The task:
What you return should be each line of the data containing the string "core".

The records:
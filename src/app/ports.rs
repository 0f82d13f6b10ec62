//! Port traits — the hexagonal boundary between domain logic and the outside world.
//!
//! ```text
//!   Adapter ──▶ Port trait ──▶ AppService (domain)
//! ```
//!
//! Driven adapters (sensors, actuators, clock, event sinks) implement these
//! traits.  The [`AppService`](super::service::AppService) consumes them via
//! generics, so the control core never touches hardware directly and the
//! whole loop runs against mocks on the host target.

use super::events::AppEvent;

// ───────────────────────────────────────────────────────────────
// Sensor port (driven adapter: hardware → domain)
// ───────────────────────────────────────────────────────────────

/// Read-side port: raw sensor primitives, one call per physical reading.
///
/// Validation and unit conversion happen in the domain
/// ([`sensors::acquire`](crate::sensors::acquire)) so that the "invalid
/// reading" policy lives in exactly one place.
pub trait SensorPort {
    /// Air temperature in °C.  NaN when the SHT31 read failed.
    fn read_temperature_c(&mut self) -> f32;

    /// Relative humidity in %RH.  NaN when the SHT31 read failed.
    fn read_humidity_pct(&mut self) -> f32;

    /// Raw pH probe ADC count (device full scale, see config).
    fn read_ph_raw(&mut self) -> u16;

    /// Ultrasonic echo round-trip time in µs.  0 when the echo timed out.
    fn read_echo_us(&mut self) -> u32;

    /// Raw LDR light reading.
    fn read_light_raw(&mut self) -> u16;
}

// ───────────────────────────────────────────────────────────────
// Actuator port (driven adapter: domain → hardware)
// ───────────────────────────────────────────────────────────────

/// One of the four dosing/misting relays.
#[derive(Debug, Clone, Copy, PartialEq, Eq)]
pub enum RelayChannel {
    /// Nutrient mist pump.
    Mist,
    /// pH-down (acid) dosing pump.
    Acid,
    /// pH-up (base) dosing pump.
    Base,
    /// Reservoir agitation pump.
    Mix,
}

impl RelayChannel {
    /// Number of relay channels (for state arrays in adapters and mocks).
    pub const COUNT: usize = 4;

    /// Stable array index for this channel.
    pub fn index(self) -> usize {
        match self {
            Self::Mist => 0,
            Self::Acid => 1,
            Self::Base => 2,
            Self::Mix => 3,
        }
    }
}

/// Which dosing pump a pH correction uses.
#[derive(Debug, Clone, Copy, PartialEq, Eq)]
pub enum DosePump {
    Acid,
    Base,
}

impl DosePump {
    /// The relay channel driving this pump.
    pub fn relay(self) -> RelayChannel {
        match self {
            Self::Acid => RelayChannel::Acid,
            Self::Base => RelayChannel::Base,
        }
    }
}

/// Write-side port: the domain calls this to command actuators.
pub trait ActuatorPort {
    /// Energise (`true`) or release (`false`) a relay channel.
    fn set_relay(&mut self, channel: RelayChannel, on: bool);

    /// Command the carrier stepper to advance by `delta_steps` full steps.
    fn start_move(&mut self, delta_steps: u32);

    /// Execute pending step work.  Returns steps remaining; the rotation
    /// controller polls this to completion (bounded, a few ms of work).
    fn poll_move(&mut self) -> u32;
}

// ───────────────────────────────────────────────────────────────
// Clock port (driven adapter: domain ← monotonic time)
// ───────────────────────────────────────────────────────────────

/// Monotonic millisecond clock plus the one bounded blocking delay the
/// core is allowed (the post-dose mix-settle hold).
pub trait ClockPort {
    /// Milliseconds since boot; wraps at `u32::MAX` (see [`crate::clock`]).
    fn now_ms(&self) -> u32;

    /// Block the control thread for `ms` milliseconds.  Only the pH
    /// controller's mix-settle step may call this.
    fn delay_ms(&self, ms: u32);
}

// ───────────────────────────────────────────────────────────────
// Event sink port (driven adapter: domain → logging / telemetry)
// ───────────────────────────────────────────────────────────────

/// The domain emits structured [`AppEvent`]s through this port.  Adapters
/// decide where they go (serial log in production, a `Vec` in tests; a
/// dashboard push adapter would implement the same trait).
pub trait EventSink {
    fn emit(&mut self, event: &AppEvent);
}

Expected answer:
//! generics, so the control core never touches hardware directly and the
/// core is allowed (the post-dose mix-settle hold).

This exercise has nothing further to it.